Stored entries
——

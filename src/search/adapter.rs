//! Move generation and position scoring for `GameState`.
//!
//! ## Move generation
//!
//! - Decided positions (a completed line, or `cannot_win`) have no moves.
//! - A pending cycle leaves exactly two moves: collapse the pending piece
//!   into either of its cells.
//! - Otherwise every unordered pair of non-classical cells, in flat index
//!   order (36 on an empty board).
//!
//! ## Scoring
//!
//! Decided positions score by outcome. Open positions score by threats:
//! lines holding two classical tiles of one player and an undecided third.
//! With no threats on the board, the classical material balance decides.

use smallvec::SmallVec;

use super::model::SearchModel;
use crate::core::{GameState, Move, Player, Position, CELL_COUNT};
use crate::rules::{self, WinClassification};

/// Score of a single completed line.
pub const WIN_SCORE: i32 = 100;
/// Score of two or more lines for one player.
pub const DOUBLE_WIN_SCORE: i32 = 150;
/// Score of a split result won on the tie-break.
pub const NARROW_WIN_SCORE: i32 = 90;

/// The final classification, if the position is decided.
#[must_use]
pub fn decided(state: &GameState) -> Option<WinClassification> {
    let board = state.board();
    let result = rules::user_has_won(board);
    if result.is_win() || board.cannot_win() {
        Some(result.classify())
    } else {
        None
    }
}

/// Candidate moves for the player whose round it is.
#[must_use]
pub fn legal_moves(state: &GameState) -> Vec<Move> {
    if decided(state).is_some() {
        return Vec::new();
    }

    if let Some((piece, cells)) = state.pending_cycle() {
        return cells
            .iter()
            .map(|&position| Move::Classical { piece, position })
            .collect();
    }

    let open: SmallVec<[Position; CELL_COUNT]> = state.board().open_positions().collect();
    let mut moves = Vec::with_capacity(open.len() * open.len().saturating_sub(1) / 2);
    for (i, &a) in open.iter().enumerate() {
        for &b in &open[i + 1..] {
            moves.push(Move::Quantum(a, b));
        }
    }
    moves
}

/// Evaluate the position from `player`'s point of view.
#[must_use]
pub fn score(state: &GameState, player: Player) -> i32 {
    if let Some(classification) = decided(state) {
        return outcome_score(classification, player);
    }

    let board = state.board();
    let (mut wins, mut loses) = (0u32, 0u32);
    for line in board.slices() {
        match line.threat() {
            Some(p) if p == player => wins += 1,
            Some(_) => loses += 1,
            None => {}
        }
    }

    match (wins, loses) {
        (1, 0) => 60,
        (2, 0) => 70,
        (0, 1) => -70,
        (0, 2) => -80,
        (1, 2) => -30,
        (2, 1) => 30,
        (1, 1) => -10,
        (w, l) if w > l => 40,
        (w, l) if l > w => -40,
        _ => material_score(state, player),
    }
}

fn outcome_score(classification: WinClassification, player: Player) -> i32 {
    let (winner, magnitude) = match classification {
        WinClassification::Draw => return 0,
        WinClassification::Win(p) => (p, WIN_SCORE),
        WinClassification::DoubleWin(p) => (p, DOUBLE_WIN_SCORE),
        WinClassification::NarrowWin(p) => (p, NARROW_WIN_SCORE),
    };
    if winner == player {
        magnitude
    } else {
        -magnitude
    }
}

/// Small bias towards owning more classical tiles, growing as the board
/// fills. Bounded by 5, well below any threat score.
fn material_score(state: &GameState, player: Player) -> i32 {
    let board = state.board();
    let own = board.classical_count_for(player) as i32;
    let opp = board.classical_count_for(player.other()) as i32;
    (own - opp).signum() * ((own + opp) * 5 / CELL_COUNT as i32)
}

impl SearchModel for GameState {
    type Move = Move;

    fn current_player(&self) -> Player {
        GameState::current_player(self)
    }

    fn legal_moves(&self) -> Vec<Move> {
        legal_moves(self)
    }

    fn apply(&mut self, mv: Move) {
        GameState::apply(self, mv);
        self.advance_round();
    }

    fn score(&self, player: Player) -> i32 {
        score(self, player)
    }
}
//! The 3×3 board: tiles, lines, and geometric queries.
//!
//! The board is a pure container. It knows where marks are and which
//! lines exist, but not whose turn it is or how cycles resolve; that lives
//! in `rules` and `engine`.

pub mod grid;
pub mod strip;
pub mod tile;

pub use grid::Board;
pub use strip::{BoardStrip, Diagonal, Line};
pub use tile::{QuantumMarks, Tile};
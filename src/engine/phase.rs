//! Turn phases.

use serde::{Deserialize, Serialize};

use crate::core::{Player, Position, QuantumPiece};
use crate::rules::WinClassification;

/// Where the engine is in the round cycle.
///
/// Exactly one request is outstanding in each `Awaiting*` phase.
#[derive(Clone, Copy, Debug, Default, PartialEq, Eq, Serialize, Deserialize)]
pub enum TurnPhase {
    /// Created but `start` not called yet.
    #[default]
    NotStarted,
    /// Waiting for `player` to name two cells.
    AwaitingQuantumMove { player: Player },
    /// Waiting for `player` to pick which of `between` the pending piece
    /// collapses into.
    AwaitingCollapseChoice {
        player: Player,
        piece: QuantumPiece,
        between: [Position; 2],
    },
    /// A move was applied and the round is being scored.
    RoundResolving,
    GameOver(WinClassification),
}

impl TurnPhase {
    /// The player an answer is expected from.
    #[must_use]
    pub fn awaiting(&self) -> Option<Player> {
        match self {
            TurnPhase::AwaitingQuantumMove { player }
            | TurnPhase::AwaitingCollapseChoice { player, .. } => Some(*player),
            TurnPhase::NotStarted | TurnPhase::RoundResolving | TurnPhase::GameOver(_) => None,
        }
    }

    #[must_use]
    pub fn is_over(&self) -> bool {
        matches!(self, TurnPhase::GameOver(_))
    }
}
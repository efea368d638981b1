//! Quantum pieces.
//!
//! A quantum move places one labelled piece into two cells at once. The
//! label is the owning player plus the round number that placed it, so
//! the two marks of one move compare equal and no other mark does.

use serde::{Deserialize, Serialize};

use super::player::Player;

/// A labelled mark: the player and the round that placed it.
#[derive(Clone, Copy, Debug, PartialEq, Eq, Hash, Serialize, Deserialize)]
pub struct QuantumPiece {
    pub player: Player,
    pub move_index: u32,
}

impl QuantumPiece {
    /// Create a piece.
    #[must_use]
    pub const fn new(player: Player, move_index: u32) -> Self {
        Self { player, move_index }
    }
}

impl std::fmt::Display for QuantumPiece {
    fn fmt(&self, f: &mut std::fmt::Formatter<'_>) -> std::fmt::Result {
        write!(
            f,
            "{}{}",
            self.player.symbol().to_ascii_lowercase(),
            self.move_index
        )
    }
}
use criterion::{black_box, criterion_group, criterion_main, Criterion};
use quantum_ttt::core::{GameRng, GameState, Move, Position};
use quantum_ttt::search::{legal_moves, Minimax, SearchConfig, SearchModel};

fn midgame() -> GameState {
    let mut state = GameState::new();
    for (a, b) in [((0, 0), (1, 1)), ((0, 2), (2, 0)), ((1, 0), (2, 2))] {
        SearchModel::apply(
            &mut state,
            Move::Quantum(Position::new(a.0, a.1), Position::new(b.0, b.1)),
        );
    }
    state
}

fn bench_legal_moves_empty(c: &mut Criterion) {
    let state = GameState::new();
    c.bench_function("legal_moves_empty", |b| b.iter(|| legal_moves(black_box(&state))));
}

fn bench_search_depth_2(c: &mut Criterion) {
    let state = midgame();
    c.bench_function("search_depth_2", |b| {
        b.iter(|| {
            let mut search = Minimax::new(SearchConfig::default().with_max_depth(2));
            search.search(black_box(&state), &mut GameRng::new(42))
        })
    });
}

fn bench_search_depth_3(c: &mut Criterion) {
    let state = midgame();
    c.bench_function("search_depth_3", |b| {
        b.iter(|| {
            let mut search = Minimax::new(SearchConfig::default().with_max_depth(3));
            search.search(black_box(&state), &mut GameRng::new(42))
        })
    });
}

criterion_group!(benches, bench_legal_moves_empty, bench_search_depth_2, bench_search_depth_3);
criterion_main!(benches);
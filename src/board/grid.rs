//! The 3×3 grid and its geometric queries.

use serde::{Deserialize, Serialize};
use smallvec::SmallVec;

use super::strip::{BoardStrip, Diagonal, Line};
use super::tile::Tile;
use crate::core::{Player, Position, QuantumPiece, CELL_COUNT};

/// The game board: a flat arena of 9 tiles indexed by `Position::index`.
#[derive(Clone, Debug, Default, PartialEq, Eq, Hash, Serialize, Deserialize)]
pub struct Board {
    cells: [Tile; CELL_COUNT],
}

impl Board {
    /// Create an empty board.
    #[must_use]
    pub fn new() -> Self {
        Self::default()
    }

    /// Get the tile at a position.
    #[inline]
    #[must_use]
    pub fn get(&self, pos: Position) -> &Tile {
        &self.cells[pos.index()]
    }

    /// Replace the tile at a position.
    ///
    /// Panics when overwriting a classical tile, or when setting an empty
    /// quantum list.
    pub fn set(&mut self, pos: Position, tile: Tile) {
        assert!(
            !self.cells[pos.index()].is_classical(),
            "Classical tile at {pos} cannot be replaced"
        );
        if let Tile::Quantum(marks) = &tile {
            assert!(!marks.is_empty(), "Quantum tile at {pos} must hold at least one mark");
        }
        self.cells[pos.index()] = tile;
    }

    /// All tiles in flat index order.
    #[must_use]
    pub fn tiles(&self) -> &[Tile; CELL_COUNT] {
        &self.cells
    }

    /// Append a quantum mark to a cell.
    ///
    /// An empty cell becomes a one-mark quantum tile. Panics on a classical
    /// cell.
    pub fn place_quantum(&mut self, pos: Position, piece: QuantumPiece) {
        match &mut self.cells[pos.index()] {
            Tile::Classical { .. } => {
                panic!("Cannot place {piece} on classical tile at {pos}")
            }
            Tile::Quantum(marks) => marks.push(piece),
            cell @ Tile::Empty => *cell = Tile::Quantum(smallvec::smallvec![piece]),
        }
    }

    /// Cells whose quantum list contains this exact piece, in index order.
    #[must_use]
    pub fn locations_of(&self, piece: QuantumPiece) -> SmallVec<[Position; 2]> {
        Position::all().filter(|&pos| self.get(pos).holds(piece)).collect()
    }

    /// The piece's other mark: a quantum location of `piece` that is not
    /// `excluding`.
    #[must_use]
    pub fn other_location_of(&self, piece: QuantumPiece, excluding: Position) -> Option<Position> {
        Position::all().find(|&pos| pos != excluding && self.get(pos).holds(piece))
    }

    /// Borrow the tiles on one strip.
    #[must_use]
    pub fn line(&self, strip: BoardStrip) -> Line<'_> {
        let [a, b, c] = strip.positions();
        Line {
            strip,
            tiles: [self.get(a), self.get(b), self.get(c)],
        }
    }

    /// Rows, top to bottom.
    #[must_use]
    pub fn rows(&self) -> [Line<'_>; 3] {
        [0, 1, 2].map(|r| self.line(BoardStrip::Row(r)))
    }

    /// Columns, left to right.
    #[must_use]
    pub fn columns(&self) -> [Line<'_>; 3] {
        [0, 1, 2].map(|c| self.line(BoardStrip::Column(c)))
    }

    /// Top-left then top-right diagonal.
    #[must_use]
    pub fn diagonals(&self) -> [Line<'_>; 2] {
        [Diagonal::TopLeft, Diagonal::TopRight].map(|d| self.line(BoardStrip::Diagonal(d)))
    }

    /// Every line: rows, then columns, then diagonals.
    #[must_use]
    pub fn slices(&self) -> [Line<'_>; 8] {
        BoardStrip::ALL.map(|strip| self.line(strip))
    }

    /// Number of classical tiles.
    #[must_use]
    pub fn classical_count(&self) -> usize {
        self.cells.iter().filter(|t| t.is_classical()).count()
    }

    /// Number of classical tiles owned by a player.
    #[must_use]
    pub fn classical_count_for(&self, player: Player) -> usize {
        self.cells
            .iter()
            .filter(|t| t.classical_player() == Some(player))
            .count()
    }

    /// Cells that can still take a quantum mark.
    pub fn open_positions(&self) -> impl Iterator<Item = Position> + '_ {
        Position::all().filter(|&pos| !self.get(pos).is_classical())
    }

    /// Check if play can no longer change the outcome.
    ///
    /// True when fewer than two non-classical cells remain (no quantum move
    /// fits) or when every line is contested by both players.
    #[must_use]
    pub fn cannot_win(&self) -> bool {
        if self.open_positions().count() < 2 {
            return true;
        }
        !self.slices().iter().any(Line::is_open)
    }
}

impl std::fmt::Display for Board {
    fn fmt(&self, f: &mut std::fmt::Formatter<'_>) -> std::fmt::Result {
        for (i, row) in self.rows().iter().enumerate() {
            if i > 0 {
                writeln!(f)?;
            }
            let cells: Vec<String> = row.tiles.iter().map(|t| t.to_string()).collect();
            write!(f, "{}", cells.join(" | "))?;
        }
        Ok(())
    }
}

#[cfg(test)]
mod tests {
    use super::*;

    fn piece(player: Player, n: u32) -> QuantumPiece {
        QuantumPiece::new(player, n)
    }

    fn set_classical(board: &mut Board, row: u8, col: u8, player: Player, n: u32) {
        board.set(Position::new(row, col), Tile::classical(piece(player, n)));
    }

    #[test]
    fn test_new_board_is_empty() {
        let board = Board::new();
        assert!(board.tiles().iter().all(Tile::is_empty));
        assert_eq!(board.classical_count(), 0);
    }

    #[test]
    fn test_place_quantum_appends_in_order() {
        let mut board = Board::new();
        let pos = Position::new(1, 1);

        board.place_quantum(pos, piece(Player::O, 0));
        board.place_quantum(pos, piece(Player::X, 1));

        assert_eq!(
            board.get(pos).quantum_marks(),
            &[piece(Player::O, 0), piece(Player::X, 1)]
        );
    }

    #[test]
    #[should_panic(expected = "classical tile")]
    fn test_place_quantum_on_classical_panics() {
        let mut board = Board::new();
        set_classical(&mut board, 0, 0, Player::X, 1);
        board.place_quantum(Position::new(0, 0), piece(Player::O, 2));
    }

    #[test]
    #[should_panic(expected = "cannot be replaced")]
    fn test_set_over_classical_panics() {
        let mut board = Board::new();
        set_classical(&mut board, 0, 0, Player::X, 1);
        board.set(Position::new(0, 0), Tile::Empty);
    }

    #[test]
    fn test_locations_and_other_location() {
        let mut board = Board::new();
        let p = piece(Player::O, 0);
        let a = Position::new(0, 2);
        let b = Position::new(2, 1);

        board.place_quantum(b, p);
        board.place_quantum(a, p);

        assert_eq!(board.locations_of(p).as_slice(), &[a, b]);
        assert_eq!(board.other_location_of(p, a), Some(b));
        assert_eq!(board.other_location_of(p, b), Some(a));
        assert_eq!(board.other_location_of(piece(Player::X, 9), a), None);
    }

    #[test]
    fn test_slices_order() {
        let board = Board::new();
        let strips: Vec<_> = board.slices().iter().map(|l| l.strip).collect();
        assert_eq!(strips, BoardStrip::ALL.to_vec());
        assert_eq!(board.rows().len(), 3);
        assert_eq!(board.columns().len(), 3);
        assert_eq!(board.diagonals().len(), 2);
    }

    #[test]
    fn test_cannot_win_empty_board() {
        assert!(!Board::new().cannot_win());
    }

    #[test]
    fn test_cannot_win_on_drawn_board() {
        // X O X
        // X O O
        // O X .
        let mut board = Board::new();
        set_classical(&mut board, 0, 0, Player::X, 1);
        set_classical(&mut board, 0, 1, Player::O, 2);
        set_classical(&mut board, 0, 2, Player::X, 3);
        set_classical(&mut board, 1, 0, Player::X, 5);
        set_classical(&mut board, 1, 1, Player::O, 4);
        set_classical(&mut board, 1, 2, Player::O, 6);
        set_classical(&mut board, 2, 0, Player::O, 8);
        set_classical(&mut board, 2, 1, Player::X, 7);

        assert!(board.cannot_win());
    }

    #[test]
    fn test_can_win_while_lines_stay_open() {
        // X O X
        // O X O
        // . . .   (row 2 and both diagonals stay open)
        let mut board = Board::new();
        set_classical(&mut board, 0, 0, Player::X, 1);
        set_classical(&mut board, 0, 1, Player::O, 2);
        set_classical(&mut board, 0, 2, Player::X, 3);
        set_classical(&mut board, 1, 0, Player::O, 4);
        set_classical(&mut board, 1, 1, Player::X, 5);
        set_classical(&mut board, 1, 2, Player::O, 6);

        assert!(!board.cannot_win());
    }

    #[test]
    fn test_cannot_win_with_single_open_cell() {
        let mut board = Board::new();
        let owners = [
            Player::X, Player::O, Player::X,
            Player::X, Player::O, Player::O,
            Player::O, Player::X,
        ];
        for (i, owner) in owners.iter().enumerate() {
            let pos = Position::from_index(i);
            set_classical(&mut board, pos.row, pos.col, *owner, i as u32);
        }

        assert_eq!(board.open_positions().count(), 1);
        assert!(board.cannot_win());
    }

    #[test]
    fn test_classical_counts() {
        let mut board = Board::new();
        set_classical(&mut board, 0, 0, Player::X, 1);
        set_classical(&mut board, 1, 1, Player::X, 3);
        set_classical(&mut board, 2, 2, Player::O, 2);

        assert_eq!(board.classical_count(), 3);
        assert_eq!(board.classical_count_for(Player::X), 2);
        assert_eq!(board.classical_count_for(Player::O), 1);
        assert_eq!(board.open_positions().count(), 6);
    }

    #[test]
    fn test_display() {
        let mut board = Board::new();
        set_classical(&mut board, 0, 0, Player::X, 1);
        board.place_quantum(Position::new(1, 1), piece(Player::O, 0));
        board.place_quantum(Position::new(1, 1), piece(Player::X, 3));

        assert_eq!(format!("{board}"), "X | . | .\n. | o0/x3 | .\n. | . | .");
    }
}
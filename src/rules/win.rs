//! Win detection and tie-break classification.
//!
//! ## Detection
//!
//! A line wins when all three of its tiles are classical for the same
//! player. Lines are scanned rows first, then columns, then diagonals.
//!
//! ## Classification
//!
//! One collapse can complete several lines at once, possibly for both
//! players. `WinResult::classify` turns the raw set of lines into the
//! final outcome:
//!
//! | x wins | o wins | outcome                                   |
//! |--------|--------|-------------------------------------------|
//! | n ≥ 2  | 0      | `DoubleWin(X)`                            |
//! | n ≥ 2  | 1      | `NarrowWin(X)`                            |
//! | k      | k      | `NarrowWin` for the earliest-completed line |
//! | other  |        | `Draw`                                    |
//!
//! (and symmetrically for O).

use serde::{Deserialize, Serialize};

use crate::board::{Board, BoardStrip};
use crate::core::Player;

/// One completed line.
#[derive(Clone, Copy, Debug, PartialEq, Eq, Hash, Serialize, Deserialize)]
pub struct Win {
    pub player: Player,
    pub strip: BoardStrip,
    /// Highest move index among the three classical pieces of the line.
    pub move_index: u32,
}

/// Raw detection result.
#[derive(Clone, Debug, PartialEq, Eq, Serialize, Deserialize)]
pub enum WinResult {
    NoWin,
    Win(Win),
    /// Two or more completed lines.
    MultipleWins(Vec<Win>),
}

/// Final outcome of a game.
#[derive(Clone, Copy, Debug, PartialEq, Eq, Hash, Serialize, Deserialize)]
pub enum WinClassification {
    Draw,
    Win(Player),
    DoubleWin(Player),
    NarrowWin(Player),
}

/// Scan every line for a completed classical three-in-a-row.
#[must_use]
pub fn user_has_won(board: &Board) -> WinResult {
    let mut wins: Vec<Win> = board
        .slices()
        .iter()
        .filter_map(|line| {
            line.completed_by().map(|(player, move_index)| Win {
                player,
                strip: line.strip,
                move_index,
            })
        })
        .collect();

    match wins.len() {
        0 => WinResult::NoWin,
        1 => WinResult::Win(wins.remove(0)),
        _ => WinResult::MultipleWins(wins),
    }
}

impl WinResult {
    /// Completed lines, empty for `NoWin`.
    #[must_use]
    pub fn wins(&self) -> &[Win] {
        match self {
            WinResult::NoWin => &[],
            WinResult::Win(win) => std::slice::from_ref(win),
            WinResult::MultipleWins(wins) => wins,
        }
    }

    /// Check if at least one line is complete.
    #[must_use]
    pub fn is_win(&self) -> bool {
        !matches!(self, WinResult::NoWin)
    }

    /// Reduce the detected lines to a final outcome.
    ///
    /// Independent of the order in which lines were recorded.
    #[must_use]
    pub fn classify(&self) -> WinClassification {
        let wins = match self {
            WinResult::NoWin => return WinClassification::Draw,
            WinResult::Win(win) => return WinClassification::Win(win.player),
            WinResult::MultipleWins(wins) => wins,
        };

        let x = wins.iter().filter(|w| w.player == Player::X).count();
        let o = wins.len() - x;

        match (x, o) {
            (1, 0) => WinClassification::Win(Player::X),
            (0, 1) => WinClassification::Win(Player::O),
            (n, 0) if n >= 2 => WinClassification::DoubleWin(Player::X),
            (0, n) if n >= 2 => WinClassification::DoubleWin(Player::O),
            (n, 1) if n >= 2 => WinClassification::NarrowWin(Player::X),
            (1, n) if n >= 2 => WinClassification::NarrowWin(Player::O),
            (a, b) if a == b => earliest_owner(wins)
                .map_or(WinClassification::Draw, WinClassification::NarrowWin),
            _ => WinClassification::Draw,
        }
    }
}

/// Owner of the line completed first, or `None` when no line exists or
/// both players share the lowest move index.
fn earliest_owner(wins: &[Win]) -> Option<Player> {
    let min = wins.iter().map(|w| w.move_index).min()?;
    let mut owners = wins.iter().filter(|w| w.move_index == min).map(|w| w.player);
    let first = owners.next()?;
    owners.all(|p| p == first).then_some(first)
}

impl WinClassification {
    /// The winning player, if any.
    #[must_use]
    pub fn winner(&self) -> Option<Player> {
        match self {
            WinClassification::Draw => None,
            WinClassification::Win(p)
            | WinClassification::DoubleWin(p)
            | WinClassification::NarrowWin(p) => Some(*p),
        }
    }

    /// Check if a player won.
    #[must_use]
    pub fn is_winner(&self, player: Player) -> bool {
        self.winner() == Some(player)
    }
}

impl std::fmt::Display for WinClassification {
    fn fmt(&self, f: &mut std::fmt::Formatter<'_>) -> std::fmt::Result {
        match self {
            WinClassification::Draw => write!(f, "draw"),
            WinClassification::Win(p) => write!(f, "{p} wins"),
            WinClassification::DoubleWin(p) => write!(f, "{p} wins twice"),
            WinClassification::NarrowWin(p) => write!(f, "{p} wins narrowly"),
        }
    }
}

——

# What you will do
Each line above with the string "labelled" in it should be located and copied.

# Solution to this problem
//! A quantum move places one labelled piece into two cells at once. The
/// A labelled mark: the player and the round that placed it.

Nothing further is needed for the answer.